(Excerpts from a dataset)
***
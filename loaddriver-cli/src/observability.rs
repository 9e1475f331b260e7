use std::env;
use std::io::IsTerminal;

use secrecy::ExposeSecret;
use sentry::integrations::tracing as sentry_tracing;
use tracing::Level;
use tracing::level_filters::LevelFilter;
use tracing_subscriber::{EnvFilter, Layer, prelude::*};

use crate::config::{Config, LogFormat};

/// Initializes Sentry if a DSN is configured.
///
/// Must be called before the async runtime is created.
pub fn init_sentry(config: &Config) -> Option<sentry::ClientInitGuard> {
    let sentry_config = &config.sentry;
    let dsn = sentry_config.dsn.as_ref()?;

    let guard = sentry::init(sentry::ClientOptions {
        dsn: dsn.expose_secret().parse().ok(),
        release: sentry::release_name!(),
        environment: sentry_config.environment.clone(),
        server_name: sentry_config.server_name.clone(),
        sample_rate: sentry_config.sample_rate,
        traces_sample_rate: sentry_config.traces_sample_rate,
        debug: sentry_config.debug,
        enable_logs: true,
        ..Default::default()
    });

    sentry::configure_scope(|scope| {
        for (key, value) in &sentry_config.tags {
            scope.set_tag(key, value);
        }
    });

    Some(guard)
}

/// Installs the global tracing subscriber.
pub fn init_tracing(config: &Config) {
    // Same as the default filter, except it converts warnings into events
    // and also sends everything at or above INFO as logs instead of breadcrumbs.
    let sentry_layer = config.sentry.is_enabled().then(|| {
        sentry_tracing::layer().event_filter(|metadata| match *metadata.level() {
            Level::ERROR | Level::WARN => {
                sentry_tracing::EventFilter::Event | sentry_tracing::EventFilter::Log
            }
            Level::INFO => sentry_tracing::EventFilter::Log,
            Level::DEBUG | Level::TRACE => sentry_tracing::EventFilter::Ignore,
        })
    });

    let (level, env_filter) = parse_rust_log(config.logging.level);
    let format = tracing_subscriber::fmt::layer()
        .with_writer(std::io::stderr)
        .with_target(true);
    let format = match config.logging.format {
        LogFormat::Auto if std::io::stderr().is_terminal() => format.pretty().boxed(),
        LogFormat::Pretty => format.pretty().boxed(),
        LogFormat::Auto | LogFormat::Simplified => format.compact().with_ansi(false).boxed(),
        LogFormat::Json => format.json().flatten_event(true).boxed(),
    };

    tracing_subscriber::registry()
        .with(format.with_filter(level))
        .with(sentry_layer)
        .with(env_filter)
        .init();
}

/// Returns the maximum level to log and the per-crate filter.
///
/// A `RUST_LOG` that parses as a plain level overrides `default`. Any other value is used
/// literally as a filter directive.
pub fn parse_rust_log(default: LevelFilter) -> (LevelFilter, EnvFilter) {
    let level = match env::var(EnvFilter::DEFAULT_ENV) {
        Ok(value) => match value.parse::<LevelFilter>() {
            Ok(level) => level,
            Err(_) => return (LevelFilter::TRACE, EnvFilter::new(value)),
        },
        Err(_) => default,
    };

    // This is the maximum verbosity that will be logged, we filter this down to `level`.
    let env_filter = EnvFilter::new(
        "INFO,\
        loaddriver_cli=TRACE,\
        loaddriver_core=TRACE,\
        loaddriver_types=TRACE,\
        ",
    );

    (level, env_filter)
}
***
## What you have to do
Across the records, how many lines contain "INFO"? Only the number should be given.

## Expected answer
3